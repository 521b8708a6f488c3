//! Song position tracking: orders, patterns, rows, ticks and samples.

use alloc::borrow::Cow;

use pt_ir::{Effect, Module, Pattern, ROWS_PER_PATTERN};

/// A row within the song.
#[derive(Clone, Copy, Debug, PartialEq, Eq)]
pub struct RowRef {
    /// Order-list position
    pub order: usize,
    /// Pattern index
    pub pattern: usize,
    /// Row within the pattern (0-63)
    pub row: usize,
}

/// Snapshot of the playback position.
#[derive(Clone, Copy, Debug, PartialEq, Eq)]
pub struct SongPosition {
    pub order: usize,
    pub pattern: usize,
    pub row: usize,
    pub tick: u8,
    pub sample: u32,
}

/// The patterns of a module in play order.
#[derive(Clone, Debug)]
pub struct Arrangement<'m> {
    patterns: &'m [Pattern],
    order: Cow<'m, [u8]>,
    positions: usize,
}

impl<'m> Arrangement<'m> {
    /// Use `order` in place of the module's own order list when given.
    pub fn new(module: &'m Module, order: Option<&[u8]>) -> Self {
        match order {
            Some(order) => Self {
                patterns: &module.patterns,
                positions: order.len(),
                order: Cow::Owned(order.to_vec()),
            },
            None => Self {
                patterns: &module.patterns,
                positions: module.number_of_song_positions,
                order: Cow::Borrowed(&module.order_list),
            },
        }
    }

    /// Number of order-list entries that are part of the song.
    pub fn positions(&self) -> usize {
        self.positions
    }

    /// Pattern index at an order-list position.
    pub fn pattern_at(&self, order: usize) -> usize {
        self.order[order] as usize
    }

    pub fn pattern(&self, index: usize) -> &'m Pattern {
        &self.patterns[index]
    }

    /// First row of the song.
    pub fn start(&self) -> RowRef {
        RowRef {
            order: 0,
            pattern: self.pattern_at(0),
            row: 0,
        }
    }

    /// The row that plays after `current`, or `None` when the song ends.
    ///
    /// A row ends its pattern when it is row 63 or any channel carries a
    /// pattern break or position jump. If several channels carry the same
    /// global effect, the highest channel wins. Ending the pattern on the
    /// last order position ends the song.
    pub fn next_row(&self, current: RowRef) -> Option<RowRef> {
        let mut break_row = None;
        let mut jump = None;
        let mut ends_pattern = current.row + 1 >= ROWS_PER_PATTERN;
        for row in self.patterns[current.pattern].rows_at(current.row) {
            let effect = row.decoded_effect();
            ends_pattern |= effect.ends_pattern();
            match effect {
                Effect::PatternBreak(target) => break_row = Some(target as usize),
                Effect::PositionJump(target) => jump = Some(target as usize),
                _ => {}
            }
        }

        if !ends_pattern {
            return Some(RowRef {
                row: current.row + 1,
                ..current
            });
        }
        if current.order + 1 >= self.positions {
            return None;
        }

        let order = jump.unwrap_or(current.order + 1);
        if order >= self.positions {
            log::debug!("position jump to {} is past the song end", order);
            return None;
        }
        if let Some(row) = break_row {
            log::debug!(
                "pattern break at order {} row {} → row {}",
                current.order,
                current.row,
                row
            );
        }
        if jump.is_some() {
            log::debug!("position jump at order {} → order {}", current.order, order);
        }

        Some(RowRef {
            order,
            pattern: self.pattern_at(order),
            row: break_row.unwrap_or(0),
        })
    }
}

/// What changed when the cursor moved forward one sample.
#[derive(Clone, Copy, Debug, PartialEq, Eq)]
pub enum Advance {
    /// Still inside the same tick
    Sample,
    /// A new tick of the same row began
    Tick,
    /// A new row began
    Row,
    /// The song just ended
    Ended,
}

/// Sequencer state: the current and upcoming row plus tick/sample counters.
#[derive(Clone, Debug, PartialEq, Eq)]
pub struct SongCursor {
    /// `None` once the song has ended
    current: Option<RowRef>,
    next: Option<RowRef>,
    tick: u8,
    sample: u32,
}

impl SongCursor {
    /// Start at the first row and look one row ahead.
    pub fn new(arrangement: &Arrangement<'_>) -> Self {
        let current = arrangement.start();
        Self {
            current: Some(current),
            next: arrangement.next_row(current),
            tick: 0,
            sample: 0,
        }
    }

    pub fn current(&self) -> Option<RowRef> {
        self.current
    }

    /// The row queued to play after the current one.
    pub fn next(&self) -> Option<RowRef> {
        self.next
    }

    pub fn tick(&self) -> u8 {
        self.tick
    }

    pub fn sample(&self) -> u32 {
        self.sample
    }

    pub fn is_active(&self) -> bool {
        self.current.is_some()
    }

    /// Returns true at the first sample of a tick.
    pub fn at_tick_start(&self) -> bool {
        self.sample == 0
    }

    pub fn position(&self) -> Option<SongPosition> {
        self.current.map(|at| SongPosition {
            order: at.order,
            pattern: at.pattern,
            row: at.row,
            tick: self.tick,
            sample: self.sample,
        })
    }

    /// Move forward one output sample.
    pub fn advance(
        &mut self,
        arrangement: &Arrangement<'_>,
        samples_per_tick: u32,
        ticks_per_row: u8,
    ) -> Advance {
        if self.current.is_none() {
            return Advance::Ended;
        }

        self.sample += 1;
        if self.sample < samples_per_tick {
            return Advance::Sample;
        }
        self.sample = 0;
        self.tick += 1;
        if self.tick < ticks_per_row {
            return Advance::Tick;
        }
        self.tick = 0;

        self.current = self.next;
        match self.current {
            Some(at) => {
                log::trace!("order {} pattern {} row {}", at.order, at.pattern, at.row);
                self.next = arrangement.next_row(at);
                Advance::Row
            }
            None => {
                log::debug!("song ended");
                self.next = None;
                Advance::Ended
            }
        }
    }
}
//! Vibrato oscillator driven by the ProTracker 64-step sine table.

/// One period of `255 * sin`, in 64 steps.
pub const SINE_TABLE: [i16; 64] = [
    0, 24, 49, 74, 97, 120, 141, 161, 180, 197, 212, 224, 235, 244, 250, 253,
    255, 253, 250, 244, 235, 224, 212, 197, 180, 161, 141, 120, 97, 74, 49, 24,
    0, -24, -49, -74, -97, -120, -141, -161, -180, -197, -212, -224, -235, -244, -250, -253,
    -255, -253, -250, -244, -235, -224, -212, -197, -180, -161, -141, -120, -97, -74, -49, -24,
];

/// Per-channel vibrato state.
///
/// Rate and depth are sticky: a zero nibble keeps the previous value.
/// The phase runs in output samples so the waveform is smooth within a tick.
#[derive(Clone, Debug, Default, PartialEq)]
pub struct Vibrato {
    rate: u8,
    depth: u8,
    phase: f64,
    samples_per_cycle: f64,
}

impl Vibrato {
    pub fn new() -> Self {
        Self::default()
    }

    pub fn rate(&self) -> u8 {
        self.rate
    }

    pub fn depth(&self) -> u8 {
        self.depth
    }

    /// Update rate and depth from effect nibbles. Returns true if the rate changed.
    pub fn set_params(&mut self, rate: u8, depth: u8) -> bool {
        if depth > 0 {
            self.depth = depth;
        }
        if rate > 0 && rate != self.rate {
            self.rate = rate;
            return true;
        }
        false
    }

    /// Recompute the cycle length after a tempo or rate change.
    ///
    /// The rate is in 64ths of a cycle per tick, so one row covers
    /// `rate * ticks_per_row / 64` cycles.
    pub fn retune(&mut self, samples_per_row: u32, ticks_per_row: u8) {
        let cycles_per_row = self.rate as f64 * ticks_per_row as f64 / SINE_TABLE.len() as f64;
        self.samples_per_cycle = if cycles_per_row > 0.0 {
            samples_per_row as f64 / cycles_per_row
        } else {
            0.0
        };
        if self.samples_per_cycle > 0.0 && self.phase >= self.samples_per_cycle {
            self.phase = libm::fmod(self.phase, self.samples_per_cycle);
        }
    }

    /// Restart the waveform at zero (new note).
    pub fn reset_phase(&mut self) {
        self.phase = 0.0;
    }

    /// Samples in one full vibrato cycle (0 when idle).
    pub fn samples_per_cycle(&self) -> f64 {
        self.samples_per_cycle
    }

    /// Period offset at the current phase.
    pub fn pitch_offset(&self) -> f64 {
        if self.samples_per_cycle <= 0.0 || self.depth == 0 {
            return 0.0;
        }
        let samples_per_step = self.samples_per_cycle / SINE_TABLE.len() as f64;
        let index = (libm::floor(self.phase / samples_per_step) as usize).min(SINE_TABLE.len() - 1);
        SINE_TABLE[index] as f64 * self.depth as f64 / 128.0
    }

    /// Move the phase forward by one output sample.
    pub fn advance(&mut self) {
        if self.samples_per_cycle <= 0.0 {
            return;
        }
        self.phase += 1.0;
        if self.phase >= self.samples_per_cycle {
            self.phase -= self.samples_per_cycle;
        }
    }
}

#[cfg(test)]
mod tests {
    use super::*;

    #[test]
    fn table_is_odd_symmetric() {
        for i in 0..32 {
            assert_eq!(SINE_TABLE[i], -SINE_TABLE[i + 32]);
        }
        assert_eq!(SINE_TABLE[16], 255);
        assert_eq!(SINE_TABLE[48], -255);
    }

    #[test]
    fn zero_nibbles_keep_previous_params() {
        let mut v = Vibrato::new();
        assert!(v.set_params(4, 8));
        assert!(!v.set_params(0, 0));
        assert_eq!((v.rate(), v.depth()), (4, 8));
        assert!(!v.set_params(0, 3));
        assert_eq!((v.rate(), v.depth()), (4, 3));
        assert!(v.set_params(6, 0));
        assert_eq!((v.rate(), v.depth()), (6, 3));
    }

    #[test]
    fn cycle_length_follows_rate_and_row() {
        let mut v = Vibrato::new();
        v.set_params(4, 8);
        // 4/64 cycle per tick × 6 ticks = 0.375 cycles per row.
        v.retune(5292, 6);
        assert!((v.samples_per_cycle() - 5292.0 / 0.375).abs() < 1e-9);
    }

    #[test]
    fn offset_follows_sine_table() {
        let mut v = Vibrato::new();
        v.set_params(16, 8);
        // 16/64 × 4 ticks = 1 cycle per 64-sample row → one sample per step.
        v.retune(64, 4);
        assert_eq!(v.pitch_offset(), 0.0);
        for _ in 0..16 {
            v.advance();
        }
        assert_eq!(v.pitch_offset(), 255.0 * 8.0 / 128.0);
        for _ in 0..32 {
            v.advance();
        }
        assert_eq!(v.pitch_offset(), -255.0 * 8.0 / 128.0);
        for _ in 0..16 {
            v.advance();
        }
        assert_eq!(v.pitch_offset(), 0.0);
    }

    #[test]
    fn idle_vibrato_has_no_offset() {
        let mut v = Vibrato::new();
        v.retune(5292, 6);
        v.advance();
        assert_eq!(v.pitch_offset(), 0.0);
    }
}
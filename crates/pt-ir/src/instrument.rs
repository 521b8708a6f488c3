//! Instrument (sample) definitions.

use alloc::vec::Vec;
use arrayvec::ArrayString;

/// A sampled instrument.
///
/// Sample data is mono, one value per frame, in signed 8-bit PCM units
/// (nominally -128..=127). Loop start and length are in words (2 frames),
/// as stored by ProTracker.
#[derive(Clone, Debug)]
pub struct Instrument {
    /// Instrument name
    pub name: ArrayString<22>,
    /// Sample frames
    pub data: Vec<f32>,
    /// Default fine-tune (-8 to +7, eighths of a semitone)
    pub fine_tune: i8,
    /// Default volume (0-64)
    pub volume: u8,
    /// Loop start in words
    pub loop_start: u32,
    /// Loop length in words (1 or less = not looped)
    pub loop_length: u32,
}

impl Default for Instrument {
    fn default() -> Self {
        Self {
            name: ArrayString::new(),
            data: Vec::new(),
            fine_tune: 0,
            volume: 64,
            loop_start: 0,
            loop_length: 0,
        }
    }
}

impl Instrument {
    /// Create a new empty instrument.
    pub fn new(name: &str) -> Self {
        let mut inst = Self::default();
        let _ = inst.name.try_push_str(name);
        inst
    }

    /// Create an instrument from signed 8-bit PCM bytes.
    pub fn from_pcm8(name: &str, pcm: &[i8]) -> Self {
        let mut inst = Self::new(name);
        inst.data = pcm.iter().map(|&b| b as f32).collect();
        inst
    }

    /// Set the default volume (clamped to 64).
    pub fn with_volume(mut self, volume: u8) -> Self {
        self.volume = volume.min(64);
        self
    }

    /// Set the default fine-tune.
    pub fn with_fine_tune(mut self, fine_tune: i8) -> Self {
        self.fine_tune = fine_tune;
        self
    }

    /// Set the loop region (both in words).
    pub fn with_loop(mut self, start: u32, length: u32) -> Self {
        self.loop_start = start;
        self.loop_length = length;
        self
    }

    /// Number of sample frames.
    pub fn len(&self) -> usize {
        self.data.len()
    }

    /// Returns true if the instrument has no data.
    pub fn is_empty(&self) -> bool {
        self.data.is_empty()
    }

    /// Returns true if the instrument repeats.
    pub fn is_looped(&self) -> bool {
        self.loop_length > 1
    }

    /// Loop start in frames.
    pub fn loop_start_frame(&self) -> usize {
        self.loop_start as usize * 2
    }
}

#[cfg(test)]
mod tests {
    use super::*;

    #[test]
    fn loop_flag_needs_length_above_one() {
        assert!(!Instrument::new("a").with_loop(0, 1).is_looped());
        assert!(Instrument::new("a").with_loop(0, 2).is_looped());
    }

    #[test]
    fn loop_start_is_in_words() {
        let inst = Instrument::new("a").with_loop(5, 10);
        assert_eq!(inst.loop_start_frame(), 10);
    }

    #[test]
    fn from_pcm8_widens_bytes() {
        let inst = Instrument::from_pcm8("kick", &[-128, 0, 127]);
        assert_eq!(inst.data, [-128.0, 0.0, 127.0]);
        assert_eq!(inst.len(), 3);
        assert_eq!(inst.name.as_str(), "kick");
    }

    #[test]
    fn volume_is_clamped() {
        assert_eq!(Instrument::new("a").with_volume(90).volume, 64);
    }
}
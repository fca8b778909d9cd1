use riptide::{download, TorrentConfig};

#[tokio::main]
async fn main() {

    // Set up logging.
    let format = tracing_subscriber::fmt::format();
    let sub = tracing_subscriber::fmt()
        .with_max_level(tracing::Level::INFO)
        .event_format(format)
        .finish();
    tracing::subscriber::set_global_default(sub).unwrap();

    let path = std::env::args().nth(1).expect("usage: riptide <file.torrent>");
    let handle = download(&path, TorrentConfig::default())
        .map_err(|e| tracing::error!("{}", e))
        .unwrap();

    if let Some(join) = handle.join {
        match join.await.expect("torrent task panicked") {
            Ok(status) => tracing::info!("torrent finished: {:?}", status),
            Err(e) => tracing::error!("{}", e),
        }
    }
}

TASK STATEMENT: Select, from the listing, all lines that include the word "target".

OUTPUT FOR THIS TASK:
                Effect::PatternBreak(target) => break_row = Some(target as usize),
                Effect::PositionJump(target) => jump = Some(target as usize),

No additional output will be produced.